## Physics for Scientists and Engineers: A Strategic Approach with Modern Physics (4th Edition)

(a) We can convert the cruising speed to units of m/s $v = (12~km/h)(\frac{1~h}{3600~s})(\frac{1000~m}{1~km})$ $v = 3.33~m/s$ We can find the force $F$ applied by the team during the acceleration phase. $\sum F = ma$ $F - F_f = ma$ $F = ma+F_f$ $F = ma+mg~\mu_k$ $F = (220~kg)(0.75~m/s^2)+(220~kg)(9.80~m/s^2)(0.080)$ $F = 337.5~N$ The maximum power output during the acceleration phase occurs when the sled reaches its cruising speed.

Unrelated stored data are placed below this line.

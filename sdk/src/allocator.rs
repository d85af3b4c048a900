use log::debug;
use solana_sdk::pubkey::Pubkey;

use crate::{
    constants::{MAX_MEMBERS, MAX_PAYEES, PERCENT_SCALE, PLATFORM_SLOT, TOTAL_SHARE_BPS},
    errors::{Result, RevenueShareError},
};

/// Payee requested by the caller, percentage in 0-100 with two decimals
#[derive(Debug, Clone, Copy, PartialEq)]
pub struct MemberShare {
    pub identity: Pubkey,
    pub percentage: f64,
}

impl MemberShare {
    pub fn new(identity: Pubkey, percentage: f64) -> Self {
        Self { identity, percentage }
    }
}

/// Fixed slot arrays ready for the initialize instruction
#[derive(Debug, Clone, PartialEq, Eq)]
pub struct ShareAllocation {
    pub members: [Pubkey; MAX_MEMBERS],
    pub shares: [u16; MAX_MEMBERS],
    /// Populated slots, platform slot included
    pub member_count: usize,
}

impl ShareAllocation {
    pub fn populated_members(&self) -> &[Pubkey] {
        &self.members[..self.member_count]
    }

    pub fn populated_shares(&self) -> &[u16] {
        &self.shares[..self.member_count]
    }

    pub fn total_bps(&self) -> u32 {
        self.shares.iter().map(|s| *s as u32).sum()
    }
}

/// Converts a percentage to basis points, rounding half away from zero
fn percentage_to_bps(percentage: f64) -> Result<u64> {
    if !percentage.is_finite() || percentage <= 0.0 || percentage > 100.0 {
        return Err(RevenueShareError::InvalidPercentage(percentage));
    }
    // A slot holding 0 bps could never withdraw
    let bps = (percentage * PERCENT_SCALE).round() as u64;
    if bps == 0 {
        return Err(RevenueShareError::InvalidPercentage(percentage));
    }
    Ok(bps)
}

/// Builds the slot arrays for a new revenue share
///
/// Slot 0 receives the platform fee; the payees split the rest in proportion to
/// their requested percentages, which must total exactly 100.00.
pub fn allocate(
    payees: &[MemberShare],
    platform: &Pubkey,
    platform_fee_bps: u16,
) -> Result<ShareAllocation> {
    // Validate payee count
    require_payee_count(payees.len())?;

    // Validate each payee and check for duplicates
    for (i, payee) in payees.iter().enumerate() {
        // No empty identities
        if payee.identity == Pubkey::default() {
            return Err(RevenueShareError::EmptyIdentity);
        }

        // Platform account already owns slot 0
        if payee.identity == *platform {
            return Err(RevenueShareError::DuplicateMember(payee.identity));
        }

        // No duplicates
        if payees.iter().skip(i + 1).any(|other| other.identity == payee.identity) {
            return Err(RevenueShareError::DuplicateMember(payee.identity));
        }
    }

    // Validate raw percentages sum to 10000 bps before the fee is applied
    let raw_bps = payees
        .iter()
        .map(|p| percentage_to_bps(p.percentage))
        .collect::<Result<Vec<u64>>>()?;
    let total_bps: u64 = raw_bps.iter().sum();
    if total_bps != TOTAL_SHARE_BPS as u64 {
        return Err(RevenueShareError::SharesDoNotSumTo100 { total_bps });
    }

    if platform_fee_bps >= TOTAL_SHARE_BPS {
        return Err(RevenueShareError::InvalidFee(
            platform_fee_bps as f64 / PERCENT_SCALE,
        ));
    }

    let payee_bps = scale_to_remainder(&raw_bps, TOTAL_SHARE_BPS - platform_fee_bps);

    let mut allocation = ShareAllocation {
        members: [Pubkey::default(); MAX_MEMBERS],
        shares: [0; MAX_MEMBERS],
        member_count: payees.len() + 1,
    };
    allocation.members[PLATFORM_SLOT] = *platform;
    allocation.shares[PLATFORM_SLOT] = platform_fee_bps;
    for (i, (payee, bps)) in payees.iter().zip(payee_bps).enumerate() {
        if bps == 0 {
            return Err(RevenueShareError::ZeroShare {
                identity: payee.identity,
                platform_fee_bps,
            });
        }
        allocation.members[i + 1] = payee.identity;
        allocation.shares[i + 1] = bps;
    }

    debug!(
        "Allocated {} payees, fee {} bps, shares {:?}",
        payees.len(),
        platform_fee_bps,
        allocation.populated_shares()
    );

    Ok(allocation)
}

fn require_payee_count(count: usize) -> Result<()> {
    if count == 0 {
        return Err(RevenueShareError::EmptyMemberList);
    }
    if count > MAX_PAYEES {
        return Err(RevenueShareError::TooManyMembers {
            count,
            max: MAX_PAYEES,
        });
    }
    Ok(())
}

/// Scales `raw_bps` (summing to 10000) so the result sums to exactly `target`
///
/// Each value is rounded half away from zero; any residual left by rounding goes
/// to the values nearest their rounding boundary, lower slot first on ties.
fn scale_to_remainder(raw_bps: &[u64], target: u16) -> Vec<u16> {
    let den = TOTAL_SHARE_BPS as u64;
    let target = target as u64;

    // (rounded, remainder) per payee
    let mut scaled: Vec<(u64, u64)> = raw_bps
        .iter()
        .map(|bps| {
            let num = bps * target;
            let (quotient, remainder) = (num / den, num % den);
            let rounded = if remainder * 2 >= den { quotient + 1 } else { quotient };
            (rounded, remainder)
        })
        .collect();

    let sum: u64 = scaled.iter().map(|(rounded, _)| rounded).sum();

    if sum < target {
        let mut candidates: Vec<usize> = (0..scaled.len())
            .filter(|&i| scaled[i].1 * 2 < den)
            .collect();
        candidates.sort_by(|&a, &b| scaled[b].1.cmp(&scaled[a].1).then(a.cmp(&b)));
        for &i in candidates.iter().take((target - sum) as usize) {
            scaled[i].0 += 1;
        }
    } else if sum > target {
        let mut excess = sum - target;
        // Rounded-up values give a unit back, but never down to zero
        let mut candidates: Vec<usize> = (0..scaled.len())
            .filter(|&i| scaled[i].1 * 2 >= den && scaled[i].0 > 1)
            .collect();
        candidates.sort_by(|&a, &b| scaled[a].1.cmp(&scaled[b].1).then(a.cmp(&b)));
        for &i in candidates.iter().take(excess as usize) {
            scaled[i].0 -= 1;
            excess -= 1;
        }
        // Whatever is left comes off the largest value, lower slot first on ties
        if excess > 0 {
            if let Some(i) = (0..scaled.len())
                .max_by(|&a, &b| scaled[a].0.cmp(&scaled[b].0).then(b.cmp(&a)))
            {
                scaled[i].0 = scaled[i].0.saturating_sub(excess);
            }
        }
    }

    // Each value is at most target <= 10000
    scaled.into_iter().map(|(rounded, _)| rounded as u16).collect()
}

/// Percentage still unassigned after `shares`, never negative
pub fn remaining_percentage(shares: &[f64]) -> f64 {
    let total: f64 = shares.iter().sum();
    if total >= 100.0 {
        return 0.0;
    }
    100.0 - total
}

We can find the power output. $P = F~v$ $P = (337.5~N)(3.33~m/s)$ $P = 1124~watts$ The maximum power output during the acceleration phase is 1124 watts. (b) During the cruising phase, the force applied by the team is equal in magnitude to the force of friction. We can find the magnitude of the applied force $F$. $F = F_f$ $F = mg~\mu_k$ $F = (220~kg)(9.80~m/s^2)(0.080)$ $F = 172.5~N$ We can find the power output during the cruising phase. $P = F~v$ $P = (172.5~N)(3.33~m/s)$ $P = 574~watts$ The power output during the cruising phase is 574 watts.